• _WORK TO BE COMPLETED_:
Go through the data and retrieve each line that includes the string "songs".

• _GIVEN RECORDS_:
//! Catalog browsing commands.

use tokio::runtime::Runtime;

use super::fail;
use crate::catalog::{
    Autocomplete, CanonicalCollection, CanonicalTrack, CatalogQuery, SearchHit, SearchKind,
};
use crate::session::{Opened, Session};

/// Search one kind and list the hits
pub fn cmd_search(
    rt: &Runtime,
    session: &Session,
    query: &str,
    kind: SearchKind,
    page: u32,
) -> anyhow::Result<()> {
    let result = rt
        .block_on(session.search(query, kind, page))
        .map_err(fail)?;

    if result.results.is_empty() {
        println!("No {} found for \"{}\"", kind.as_str(), query);
        return Ok(());
    }

    println!(
        "{} {} for \"{}\" (page {}, {} total)",
        result.results.len(),
        kind.as_str(),
        query,
        page,
        result.total
    );
    println!();
    for hit in &result.results {
        print_hit(hit);
    }
    Ok(())
}

/// Top hits across every kind
pub fn cmd_suggest(rt: &Runtime, session: &Session, query: &str) -> anyhow::Result<()> {
    let Autocomplete {
        top_query,
        songs,
        albums,
        artists,
        playlists,
    } = rt.block_on(session.autocomplete(query)).map_err(fail)?;

    for (heading, hits) in [
        ("Top result", top_query),
        ("Songs", songs),
        ("Albums", albums),
        ("Artists", artists),
        ("Playlists", playlists),
    ] {
        if hits.is_empty() {
            continue;
        }
        println!("{}:", heading);
        for hit in &hits {
            print_hit(hit);
        }
        println!();
    }
    Ok(())
}

/// Show one song
pub fn cmd_song(rt: &Runtime, session: &Session, id: &str) -> anyhow::Result<()> {
    let track = rt.block_on(session.song(id)).map_err(fail)?;
    print_track(&track);
    Ok(())
}

/// Show one page of an album, playlist or artist
pub fn cmd_collection(
    rt: &Runtime,
    session: &Session,
    query: &CatalogQuery,
    artist_name: Option<&str>,
) -> anyhow::Result<()> {
    if let (Some(id), Some(name)) = (query.id.as_deref(), artist_name) {
        session.remember_artist(id, name);
    }
    let collection = rt.block_on(session.collection(query)).map_err(fail)?;
    print_collection(&collection, query.page, query.page_size);
    Ok(())
}

/// Show whatever a catalog link points at
pub fn cmd_open(rt: &Runtime, session: &Session, url: &str) -> anyhow::Result<()> {
    match rt.block_on(session.open(url)).map_err(fail)? {
        Opened::Song(track) => print_track(&track),
        Opened::Collection(collection) => {
            print_collection(&collection, 1, session.settings().page_size)
        }
    }
    Ok(())
}

/// Print a song's lyrics
pub fn cmd_lyrics(rt: &Runtime, session: &Session, id: &str) -> anyhow::Result<()> {
    let lyrics = rt.block_on(session.lyrics(id)).map_err(fail)?;
    println!("{}", lyrics.text);
    if let Some(copyright) = lyrics.copyright {
        println!();
        println!("{}", copyright);
    }
    Ok(())
}

fn print_hit(hit: &SearchHit) {
    let mut line = format!("  {}  {}", hit.id, hit.title);
    if let Some(subtitle) = &hit.subtitle {
        line.push_str(&format!(" - {}", subtitle));
    }
    if let Some(year) = hit.year {
        line.push_str(&format!(" ({})", year));
    }
    println!("{}", line);
}

fn print_track(track: &CanonicalTrack) {
    println!("Title:    {}", track.title);
    println!("Artists:  {}", track.performers);
    if let Some(album) = &track.album.name {
        println!("Album:    {}", album);
    }
    if let Some(music) = &track.music {
        println!("Music:    {}", music);
    }
    let lyricists = track.credits_for("lyricist");
    if !lyricists.is_empty() {
        println!("Lyrics by: {}", lyricists);
    }
    println!(
        "Duration: {}:{:02}",
        track.duration_seconds / 60,
        track.duration_seconds % 60
    );
    if let Some(year) = track.release_year {
        println!("Year:     {}", year);
    }
    if let Some(language) = &track.language {
        println!("Language: {}", language);
    }
    if let Some(url) = &track.perma_url {
        println!("Link:     {}", url);
    }
    println!(
        "Lyrics:   {}",
        if track.has_lyrics { "available" } else { "none" }
    );
    println!("Source:   {:?}", track.origin);
}

fn print_collection(collection: &CanonicalCollection, page: u32, page_size: u32) {
    println!("{} ({})", collection.title, collection.kind);
    if let Some(subtitle) = &collection.subtitle {
        println!("{}", subtitle);
    }
    if let Some(followers) = collection.follower_count {
        println!("Followers: {}", followers);
    }
    println!(
        "{} tracks, page {} (source: {:?})",
        collection.track_count, page, collection.origin
    );
    println!();

    for (n, track) in collection.tracks.iter().enumerate() {
        println!(
            "  {:>3}. {} - {}  [{}]",
            n + 1,
            track.title,
            track.performers,
            track.id
        );
    }

    if collection.has_next_page(page, page_size) {
        println!();
        println!("More tracks: --page {}", page + 1);
    }
}
pub fn to_autocomplete(response: dto::AutocompleteResponse) -> Autocomplete {
    let hits = |section: Option<dto::Section>| -> Vec<SearchHit> {
        section
            .map(|s| s.data.iter().map(to_hit).collect())
            .unwrap_or_default()
    };

    Autocomplete {
        top_query: hits(response.topquery),
        songs: hits(response.songs),
        albums: hits(response.albums),
        artists: hits(response.artists),
        playlists: hits(response.playlists),
    }
}

/// Lyrics with `<br>` breaks turned into newlines; `None` when blank.
pub fn to_lyrics(response: dto::LyricsResponse) -> Option<Lyrics> {
    let text = response.lyrics.filter(|l| !l.trim().is_empty())?;
    let text = text
        .replace("<br/>", "\n")
        .replace("<br />", "\n")
        .replace("<br>", "\n");

    Some(Lyrics {
        text: normalize::decode_entities(&text),
        snippet: normalize::non_empty(response.snippet.as_deref()),
        copyright: normalize::non_empty(response.lyrics_copyright.as_deref()),
    })
}

pub fn to_auth_url(response: dto::AuthTokenResponse) -> Option<String> {
    normalize::non_empty(response.auth_url.as_deref())
}

fn last_segment(url: &str) -> Option<String> {
    url.trim_end_matches('/')
        .rsplit('/')
        .next()
        .filter(|s| !s.is_empty() && !s.contains(':'))
        .map(str::to_string)
}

• _RESULT OF THIS EXERCISE_:
        songs,
        ("Songs", songs),
        songs: hits(response.songs),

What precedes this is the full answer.